[Records from a dataset]
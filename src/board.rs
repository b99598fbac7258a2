use std::collections::HashSet;
use std::path::Path;

use chrono::Utc;
use thiserror::Error;

use crate::config::BoardConfig;
use crate::store::{NewPlan, PlanStore, StoreError, WeeklyPlan};

#[derive(Error, Debug)]
pub enum BoardError {
    #[error("no such board cell: {subject} / {grade}")]
    UnknownCell { subject: String, grade: String },

    #[error(transparent)]
    Store(#[from] StoreError),
}

impl BoardError {
    pub fn code(&self) -> &'static str {
        match self {
            BoardError::UnknownCell { .. } => "bad_params",
            BoardError::Store(e) => e.code(),
        }
    }
}

#[derive(Debug, PartialEq, Eq)]
pub struct Progress {
    pub uploaded: i64,
    pub required: i64,
    pub percent: i64,
}

/// In-memory board state: the week cursor, a mirror of the persisted
/// plan collection, and which cells have an upload in flight. The
/// mirror is only ever updated from completed store operations.
pub struct Board {
    config: BoardConfig,
    current_week: i64,
    plans: Vec<WeeklyPlan>,
    uploading: HashSet<(String, String)>,
}

impl Board {
    pub fn new(config: BoardConfig) -> Self {
        Self {
            config,
            current_week: 1,
            plans: Vec::new(),
            uploading: HashSet::new(),
        }
    }

    pub fn config(&self) -> &BoardConfig {
        &self.config
    }

    pub fn current_week(&self) -> i64 {
        self.current_week
    }

    /// Replace the mirror with the store's contents (startup fetch).
    pub fn seed(&mut self, plans: Vec<WeeklyPlan>) {
        self.plans = plans;
    }

    /// Out-of-range requests are ignored; the UI disables navigation at
    /// the bounds, this is the defensive contract behind it.
    pub fn set_week(&mut self, week: i64) -> i64 {
        if (1..=self.config.total_weeks).contains(&week) {
            self.current_week = week;
        }
        self.current_week
    }

    pub fn previous_week(&mut self) -> i64 {
        self.set_week(self.current_week - 1)
    }

    pub fn next_week(&mut self) -> i64 {
        self.set_week(self.current_week + 1)
    }

    pub fn plan_for(&self, subject: &str, grade: &str) -> Option<&WeeklyPlan> {
        self.plans.iter().find(|p| {
            p.subject == subject && p.grade == grade && p.week_number == self.current_week
        })
    }

    pub fn plans_for_week(&self, week: i64) -> Vec<&WeeklyPlan> {
        self.plans
            .iter()
            .filter(|p| p.week_number == week)
            .collect()
    }

    pub fn plans_for_current_week(&self) -> Vec<&WeeklyPlan> {
        self.plans_for_week(self.current_week)
    }

    pub fn uploading(&self) -> &HashSet<(String, String)> {
        &self.uploading
    }

    pub fn progress(&self) -> Progress {
        let uploaded = self.plans_for_current_week().len() as i64;
        let required = self.config.required_cells();
        let percent = if required > 0 {
            ((uploaded * 100) as f64 / required as f64).round() as i64
        } else {
            0
        };
        Progress {
            uploaded,
            required,
            percent,
        }
    }

    /// Upload-then-upsert for the cell at the current week cursor.
    /// The two store steps are one logical transaction from the
    /// caller's side: if the metadata write fails, the just-written
    /// blob is removed again and a single failure is surfaced. The
    /// mirror is untouched on any failure.
    pub fn upload(
        &mut self,
        store: &PlanStore,
        subject: &str,
        grade: &str,
        file_name: &str,
        source: &Path,
        mime_type: &str,
    ) -> Result<WeeklyPlan, BoardError> {
        if !self.config.offered(subject, grade) {
            return Err(BoardError::UnknownCell {
                subject: subject.to_string(),
                grade: grade.to_string(),
            });
        }

        let cell = (subject.to_string(), grade.to_string());
        self.uploading.insert(cell.clone());
        let result = self.upload_inner(store, subject, grade, file_name, source, mime_type);
        self.uploading.remove(&cell);
        result
    }

    fn upload_inner(
        &mut self,
        store: &PlanStore,
        subject: &str,
        grade: &str,
        file_name: &str,
        source: &Path,
        mime_type: &str,
    ) -> Result<WeeklyPlan, BoardError> {
        let week = self.current_week;
        let blob = store.upload_blob(source, file_name, mime_type, subject, grade, week)?;

        let upserted = store.upsert(&NewPlan {
            subject: subject.to_string(),
            grade: grade.to_string(),
            week_number: week,
            file_name: file_name.to_string(),
            file_kind: blob.kind,
            file_url: blob.location.clone(),
            checksum: Some(blob.checksum),
            upload_date: Utc::now().format("%Y-%m-%dT%H:%M:%SZ").to_string(),
        });

        let plan = match upserted {
            Ok(plan) => plan,
            Err(e) => {
                tracing::warn!(
                    subject,
                    grade,
                    week,
                    error = %e,
                    "metadata write failed after blob upload, removing blob"
                );
                store.delete_blob_at(&blob.location);
                return Err(e.into());
            }
        };

        self.plans.retain(|p| {
            !(p.subject == plan.subject
                && p.grade == plan.grade
                && p.week_number == plan.week_number)
        });
        self.plans.push(plan.clone());
        Ok(plan)
    }

    /// Delete the current week's plan for the cell. Absent is a no-op
    /// reported as `Ok(false)`.
    pub fn delete(
        &mut self,
        store: &PlanStore,
        subject: &str,
        grade: &str,
    ) -> Result<bool, BoardError> {
        let Some(id) = self.plan_for(subject, grade).map(|p| p.id.clone()) else {
            return Ok(false);
        };
        store.delete(&id)?;
        self.plans.retain(|p| p.id != id);
        Ok(true)
    }
}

Prompt:
Copy the lines above, please. Keep them exact.

Response to the exercise:
filename src/board.rs
repository b99598fbac7258a2
use std::collections::HashSet;
use std::path::Path;

use chrono::Utc;
use thiserror::Error;

use crate::config::BoardConfig;
use crate::store::{NewPlan, PlanStore, StoreError, WeeklyPlan};

#[derive(Error, Debug)]
pub enum BoardError {
    #[error("no such board cell: {subject} / {grade}")]
    UnknownCell { subject: String, grade: String },

    #[error(transparent)]
    Store(#[from] StoreError),
}

impl BoardError {
    pub fn code(&self) -> &'static str {
        match self {
            BoardError::UnknownCell { .. } => "bad_params",
            BoardError::Store(e) => e.code(),
        }
    }
}

#[derive(Debug, PartialEq, Eq)]
pub struct Progress {
    pub uploaded: i64,
    pub required: i64,
    pub percent: i64,
}

/// In-memory board state: the week cursor, a mirror of the persisted
/// plan collection, and which cells have an upload in flight. The
/// mirror is only ever updated from completed store operations.
pub struct Board {
    config: BoardConfig,
    current_week: i64,
    plans: Vec<WeeklyPlan>,
    uploading: HashSet<(String, String)>,
}

impl Board {
    pub fn new(config: BoardConfig) -> Self {
        Self {
            config,
            current_week: 1,
            plans: Vec::new(),
            uploading: HashSet::new(),
        }
    }

    pub fn config(&self) -> &BoardConfig {
        &self.config
    }

    pub fn current_week(&self) -> i64 {
        self.current_week
    }

    /// Replace the mirror with the store's contents (startup fetch).
    pub fn seed(&mut self, plans: Vec<WeeklyPlan>) {
        self.plans = plans;
    }

    /// Out-of-range requests are ignored; the UI disables navigation at
    /// the bounds, this is the defensive contract behind it.
    pub fn set_week(&mut self, week: i64) -> i64 {
        if (1..=self.config.total_weeks).contains(&week) {
            self.current_week = week;
        }
        self.current_week
    }

    pub fn previous_week(&mut self) -> i64 {
        self.set_week(self.current_week - 1)
    }

    pub fn next_week(&mut self) -> i64 {
        self.set_week(self.current_week + 1)
    }

    pub fn plan_for(&self, subject: &str, grade: &str) -> Option<&WeeklyPlan> {
        self.plans.iter().find(|p| {
            p.subject == subject && p.grade == grade && p.week_number == self.current_week
        })
    }

    pub fn plans_for_week(&self, week: i64) -> Vec<&WeeklyPlan> {
        self.plans
            .iter()
            .filter(|p| p.week_number == week)
            .collect()
    }

    pub fn plans_for_current_week(&self) -> Vec<&WeeklyPlan> {
        self.plans_for_week(self.current_week)
    }

    pub fn uploading(&self) -> &HashSet<(String, String)> {
        &self.uploading
    }

    pub fn progress(&self) -> Progress {
        let uploaded = self.plans_for_current_week().len() as i64;
        let required = self.config.required_cells();
        let percent = if required > 0 {
            ((uploaded * 100) as f64 / required as f64).round() as i64
        } else {
            0
        };
        Progress {
            uploaded,
            required,
            percent,
        }
    }

    /// Upload-then-upsert for the cell at the current week cursor.
    /// The two store steps are one logical transaction from the
    /// caller's side: if the metadata write fails, the just-written
    /// blob is removed again and a single failure is surfaced. The
    /// mirror is untouched on any failure.
    pub fn upload(
        &mut self,
        store: &PlanStore,
        subject: &str,
        grade: &str,
        file_name: &str,
        source: &Path,
        mime_type: &str,
    ) -> Result<WeeklyPlan, BoardError> {
        if !self.config.offered(subject, grade) {
            return Err(BoardError::UnknownCell {
                subject: subject.to_string(),
                grade: grade.to_string(),
            });
        }

        let cell = (subject.to_string(), grade.to_string());
        self.uploading.insert(cell.clone());
        let result = self.upload_inner(store, subject, grade, file_name, source, mime_type);
        self.uploading.remove(&cell);
        result
    }

    fn upload_inner(
        &mut self,
        store: &PlanStore,
        subject: &str,
        grade: &str,
        file_name: &str,
        source: &Path,
        mime_type: &str,
    ) -> Result<WeeklyPlan, BoardError> {
        let week = self.current_week;
        let blob = store.upload_blob(source, file_name, mime_type, subject, grade, week)?;

        let upserted = store.upsert(&NewPlan {
            subject: subject.to_string(),
            grade: grade.to_string(),
            week_number: week,
            file_name: file_name.to_string(),
            file_kind: blob.kind,
            file_url: blob.location.clone(),
            checksum: Some(blob.checksum),
            upload_date: Utc::now().format("%Y-%m-%dT%H:%M:%SZ").to_string(),
        });

        let plan = match upserted {
            Ok(plan) => plan,
            Err(e) => {
                tracing::warn!(
                    subject,
                    grade,
                    week,
                    error = %e,
                    "metadata write failed after blob upload, removing blob"
                );
                store.delete_blob_at(&blob.location);
                return Err(e.into());
            }
        };

        self.plans.retain(|p| {
            !(p.subject == plan.subject
                && p.grade == plan.grade
                && p.week_number == plan.week_number)
        });
        self.plans.push(plan.clone());
        Ok(plan)
    }

    /// Delete the current week's plan for the cell. Absent is a no-op
    /// reported as `Ok(false)`.
    pub fn delete(
        &mut self,
        store: &PlanStore,
        subject: &str,
        grade: &str,
    ) -> Result<bool, BoardError> {
        let Some(id) = self.plan_for(subject, grade).map(|p| p.id.clone()) else {
            return Ok(false);
        };
        store.delete(&id)?;
        self.plans.retain(|p| p.id != id);
        Ok(true)
    }
}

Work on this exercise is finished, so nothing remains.